Kontrollaufnahmen nach drei, sechs, neun, zwölf und 24 Monaten zeigten eine fortschreitende knöcherne Heilung (Abb. 6–10). Die Patientin war beschwerdefrei und zeigte sich mit dem Ergebnis sehr zufrieden. Radiologisch war eine deutliche Rückbildung der Läsion erkennbar, wenngleich eine geringe apikale Aufhellung persistierte. Weitere Verlaufskontrollen wurden empfohlen.
Schlussfolgerung
Die Verwendung der NaOCl/Dual Rinse® HEDP-Lösung als alleinige Spüllösung bietet deutliche Vorteile in der endodontischen Therapie. Ihre kombinierte gewebsauflösende, desinfizierende und entkalkende Wirkung erlaubt ein effizientes „Clean-as-you-go“-Konzept, ohne dass ergänzende Spülprotokolle (z.

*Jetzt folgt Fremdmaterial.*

//! Genetic-algorithm optimizer: each individual is a `State` bit-vector over
//! one adjacent compile-unit pair. A population of 3 evolves by
//! fitness-proportional selection, mutation and crossover over
//! `num_bits * 64` generations; the best individual seen is committed if it
//! beats the pair's initial score.
//!
//! There is no Rust equivalent of the genetic-algorithm library the source
//! tool delegates to, so the crossover/mutation/selection operators below are
//! hand-rolled directly from their documented behaviour, seeded with
//! `rand_chacha` for reproducible runs.

use std::collections::HashMap;

use rand::Rng;
use rand::SeedableRng;
use rand_chacha::ChaCha8Rng;

use recover_core::{CuId, CuInfo, CuMap, FilteredView, ProgramGraph, State};
use recover_fitness::{FitnessFunction, Modularity};

use crate::error::OptimizeError;
use crate::optimizer::{commit_state, PairOptimizer};

/// Default seed used when a caller doesn't care about reproducing a specific
/// run; override with [`Genetic::new`] for benchmarking or testing.
pub const DEFAULT_SEED: u64 = 0x5EED_CAFE_u64;

pub struct Genetic<'g> {
    graph: &'g ProgramGraph,
    cu_scores: HashMap<CuId, f64>,
    rng: ChaCha8Rng,
}

impl<'g> Genetic<'g> {
    pub fn new(graph: &'g ProgramGraph, seed: u64) -> Self {
        Genetic {
            graph,
            cu_scores: HashMap::new(),
            rng: ChaCha8Rng::seed_from_u64(seed),
        }
    }

    pub fn with_default_seed(graph: &'g ProgramGraph) -> Self {
        Self::new(graph, DEFAULT_SEED)
    }
}

fn set_bit_positions(state: &State) -> Vec<usize> {
    (0..state.len())
        .filter(|&i| state.bits() & (1u128 << i) != 0)
        .collect()
}

/// Picks one index of `weights` with probability proportional to its
/// (shifted-positive) score. `weights` must be non-empty.
fn weighted_pick(scores: &[f64], rng: &mut ChaCha8Rng) -> usize {
    let min = scores.iter().copied().fold(f64::INFINITY, f64::min);
    let shift = if min < 0.0 { -min + 1e-6 } else { 1e-6 };
    let weights: Vec<f64> = scores.iter().map(|s| s + shift).collect();
    let total: f64 = weights.iter().sum();
    let mut draw = rng.gen_range(0.0..total);
    for (i, w) in weights.iter().enumerate() {
        if draw < *w {
            return i;
        }
        draw -= w;
    }
    weights.len() - 1
}

/// Selects two distinct parent indices from a population of `scores.len()`
/// individuals, fitness-proportionally.
fn select_two_parents(scores: &[f64], rng: &mut ChaCha8Rng) -> (usize, usize) {
    let first = weighted_pick(scores, rng);
    let mut second = weighted_pick(scores, rng);
    let mut attempts = 0;
    while second == first && attempts < 8 {
        second = weighted_pick(scores, rng);
        attempts += 1;
    }
    if second == first {
        second = (first + 1) % scores.len();
    }
    (first, second)
}

/// Draws `num_samples` random bit positions, for each of the 3 children, from
/// the pool of bits set across both parents, always re-setting the MSB.
fn crossover(
    parents: &[State; 2],
    max_bits_set: usize,
    num_children: usize,
    rng: &mut ChaCha8Rng,
) -> Vec<State> {
    let msb = parents[0].len() - 1;
    let mut pool = Vec::new();
    for parent in parents {
        pool.extend(set_bit_positions(parent));
    }

    (0..num_children)
        .map(|_| {
            let bound = pool.len().min(max_bits_set).max(1);
            let num_samples = rng.gen_range(0..bound);
            let mut candidates = pool.clone();
            let mut chosen = Vec::new();
            for _ in 0..num_samples.min(candidates.len()) {
                let idx = rng.gen_range(0..candidates.len());
                chosen.push(candidates.remove(idx));
            }
            let mut bits = 1u128 << msb;
            for i in chosen {
                bits |= 1u128 << i;
            }
            debug_assert!((1..=3).contains(&bits.count_ones()));
            parents[0].with_bits(bits)
        })
        .collect()
}

/// Mutates one individual, dispatched on its current popcount.
fn mutate(state: &State, max_bits_set: usize, rng: &mut ChaCha8Rng) -> State {
    let msb = state.len() - 1;
    let bits_set = set_bit_positions(state);

    let new_bits = match bits_set.len() {
        1 => reset_with_random_subset(msb, max_bits_set, rng),
        2 => {
            let low = bits_set[0];
            loop {
                match rng.gen_range(0..4u32) {
                    0 if state.len() >= 3 => {
                        let mut i = rng.gen_range(0..msb);
                        while bits_set.contains(&i) {
                            i = rng.gen_range(0..msb);
                        }
                        break state.bits() | (1u128 << i);
                    }
                    1 => break state.bits() & !(1u128 << low),
                    2 if low + 1 < msb => break (state.bits() & !(1u128 << low)) | (1u128 << (low + 1)),
                    3 if low > 0 => break (state.bits() & !(1u128 << low)) | (1u128 << (low - 1)),
                    _ => continue,
                }
            }
        }
        3 => {
            let low = bits_set[0];
            let mid = bits_set[1];
            loop {
                match rng.gen_range(0..6u32) {
                    0 => break state.bits() & !(1u128 << low),
                    1 => break state.bits() & !(1u128 << mid),
                    2 if mid + 1 < msb => break (state.bits() & !(1u128 << mid)) | (1u128 << (mid + 1)),
                    3 if mid > 0 => break (state.bits() & !(1u128 << mid)) | (1u128 << (mid - 1)),
                    2 if low + 1 < msb => break (state.bits() & !(1u128 << low)) | (1u128 << (low + 1)),
                    3 if low > 0 => break (state.bits() & !(1u128 << low)) | (1u128 << (low - 1)),
                    _ => continue,
                }
            }
        }
        _ => reset_with_random_subset(msb, max_bits_set, rng),
    };

    debug_assert!((1..=3).contains(&new_bits.count_ones()));
    state.with_bits(new_bits)
}

fn reset_with_random_subset(msb: usize, max_bits_set: usize, rng: &mut ChaCha8Rng) -> u128 {
    let num_samples = rng.gen_range(0..max_bits_set.max(1));
    let mut lower: Vec<usize> = (0..msb).collect();
    let mut chosen = Vec::new();
    for _ in 0..num_samples.min(lower.len()) {
        let idx = rng.gen_range(0..lower.len());
        chosen.push(lower.remove(idx));
    }
    let mut bits = 1u128 << msb;
    for i in chosen {
        bits |= 1u128 << i;
    }
    bits
}

impl<'g> PairOptimizer for Genetic<'g> {
    fn optimize_pair(
        &mut self,
        cu_map: &mut CuMap,
        cu: &CuInfo,
        next_cu: &CuInfo,
    ) -> Result<(usize, Option<CuId>), OptimizeError> {
        let initial = State::from_cu_list(&[
            cu.func_eas().iter().map(|a| a.0).collect(),
            next_cu.func_eas().iter().map(|a| a.0).collect(),
        ]);

        let pdg = FilteredView::pdg_no_sequence(self.graph);
        let dfg = FilteredView::dfg(self.graph);
        let fitness = Modularity::new(pdg, &dfg, initial.funcs());

        let score = *self
            .cu_scores
            .entry(cu.cu_id)
            .or_insert_with(|| fitness.score(&initial));

        let num_bits = cu.len() + next_cu.len();
        let max_bits_set = num_bits.min(3);
        let num_generations = num_bits * 64;

        // Seed the population from the pair's current boundary: the
        // incumbent layout plus two mutated derivatives of it. This keeps
        // every individual valid by construction and starts the search from
        // a position already known to be plausible.
        let seed1 = mutate(&initial, max_bits_set, &mut self.rng);
        let seed2 = mutate(&seed1, max_bits_set, &mut self.rng);
        let mut population = vec![initial.clone(), seed1, seed2];

        let mut best_state = population[0].clone();
        let mut best_score = fitness.score(&best_state);

        for _ in 0..num_generations {
            let scores: Vec<f64> = population.iter().map(|s| fitness.score(s)).collect();
            for (individual, individual_score) in population.iter().zip(&scores) {
                if *individual_score > best_score {
                    best_score = *individual_score;
                    best_state = individual.clone();
                }
            }

            let (p1, p2) = select_two_parents(&scores, &mut self.rng);
            let mutated1 = mutate(&population[p1], max_bits_set, &mut self.rng);
            let mutated2 = mutate(&population[p2], max_bits_set, &mut self.rng);
            population = crossover(&[mutated1, mutated2], max_bits_set, 3, &mut self.rng);
        }

        tracing::debug!(
            cu = cu.cu_id,
            next_cu = next_cu.cu_id,
            num_generations,
            score,
            best_score,
            "genetic search over compile-unit pair"
        );

        if best_score > score && best_state != initial {
            tracing::info!(
                from = format!("{:b}", initial.bits()),
                from_score = score,
                to = format!("{:b}", best_state.bits()),
                to_score = best_score,
                "accepting new layout"
            );
            self.cu_scores.insert(cu.cu_id, best_score);
            commit_state(cu_map, cu, next_cu, &best_state, false)
        } else {
            Ok((0, None))
        }
    }
}

#[cfg(test)]
mod tests {
    use super::*;
    use recover_core::{Addr, EdgeClass, EdgeType, NodeType, Selector};

    fn two_cycles() -> ProgramGraph {
        let mut g = ProgramGraph::new();
        for addr in 0u64..6 {
            g.add_program_node(Addr(addr), NodeType::Code, Selector(0), None);
        }
        let mut edge = |a: u64, b: u64| {
            g.add_program_edge(Addr(a), Addr(b), EdgeType::Code2Code, EdgeClass::ControlRelation, 0);
        };
        edge(0, 1);
        edge(1, 2);
        edge(2, 0);
        edge(3, 4);
        edge(4, 5);
        edge(5, 3);
        g
    }

    #[test]
    fn run_is_deterministic_for_a_fixed_seed() {
        let graph = two_cycles();
        let mut cu_map_a = CuMap::new((0u64..6).map(Addr).collect());
        let mut cu_map_b = CuMap::new((0u64..6).map(Addr).collect());
        for (i, cu) in [0u32, 0, 0, 1, 1, 1].into_iter().enumerate() {
            cu_map_a.set_cu_by_func_idx(i, cu);
            cu_map_b.set_cu_by_func_idx(i, cu);
        }

        let mut opt_a = Genetic::new(&graph, 42);
        let mut opt_b = Genetic::new(&graph, 42);

        let cu_a = cu_map_a.get_cu_by_cu_id(0).unwrap();
        let next_cu_a = cu_map_a.get_cu_by_cu_id(1).unwrap();
        let cu_b = cu_map_b.get_cu_by_cu_id(0).unwrap();
        let next_cu_b = cu_map_b.get_cu_by_cu_id(1).unwrap();

        let result_a = opt_a.optimize_pair(&mut cu_map_a, &cu_a, &next_cu_a).unwrap();
        let result_b = opt_b.optimize_pair(&mut cu_map_b, &cu_b, &next_cu_b).unwrap();

        assert_eq!(result_a, result_b);
        assert_eq!(cu_map_a.get_id(), cu_map_b.get_id());
    }

    #[test]
    fn mutate_always_preserves_invariants() {
        let funcs: std::rc::Rc<[u64]> = (0u64..8).collect();
        let mut rng = ChaCha8Rng::seed_from_u64(7);
        let mut state = State::new(1u128 << 7, funcs);
        for _ in 0..200 {
            state = mutate(&state, 3, &mut rng);
            assert!((1..=3).contains(&state.popcount()));
            assert_ne!(state.bits() & (1u128 << 7), 0);
        }
    }

    #[test]
    fn crossover_children_satisfy_popcount_bound() {
        let funcs: std::rc::Rc<[u64]> = (0u64..8).collect();
        let mut rng = ChaCha8Rng::seed_from_u64(3);
        let p1 = State::new(0b1010_0001, funcs.clone());
        let p2 = State::new(0b1000_1001, funcs);
        for child in crossover(&[p1, p2], 3, 10, &mut rng) {
            assert!((1..=3).contains(&child.popcount()));
        }
    }
}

B. mit EDTA) erforderlich sind.9–13 Dies ist insbesondere bei offenem Apex von Vorteil, da EDTA durch seine kalziumbindende Eigenschaft eine verstärkte Blutungsneigung hervorrufen kann.14 Gleichzeitig wird die Dentinoberfläche sanft konditioniert und schafft optimale Bedingungen für eine dichte Obturation unabhängig vom verwendeten Sealer.9, 11, 12
Das eingesetzte MTA (Medcem) gehört zur zweiten Generation der Portlandzement-basierten Materialien. Es zeichnet sich verglichen mit älteren Materialien durch eine feinere Partikelgröße und Zirkoniumoxid als Röntgenkontrastmittel aus, wodurch die für Bismutoxid bekannten Verfärbungen vermieden werden können.15 Dieses Produkt ist zudem auch ohne Röntgenopaker als reiner Portlandzement (Pure Portland Cement, Medcem) erhältlich.
Der vorliegende Fall zeigt, dass selbst ausgedehnte apikale Läsionen erfolgreich orthograd behandelt werden können. Entscheidend hierfür sind eine strukturierte Vorgehensweise, eine ausreichende Spülung und Desinfektion des Kanals und ein dichter apikaler Verschluss mit biokompatiblen Materialien.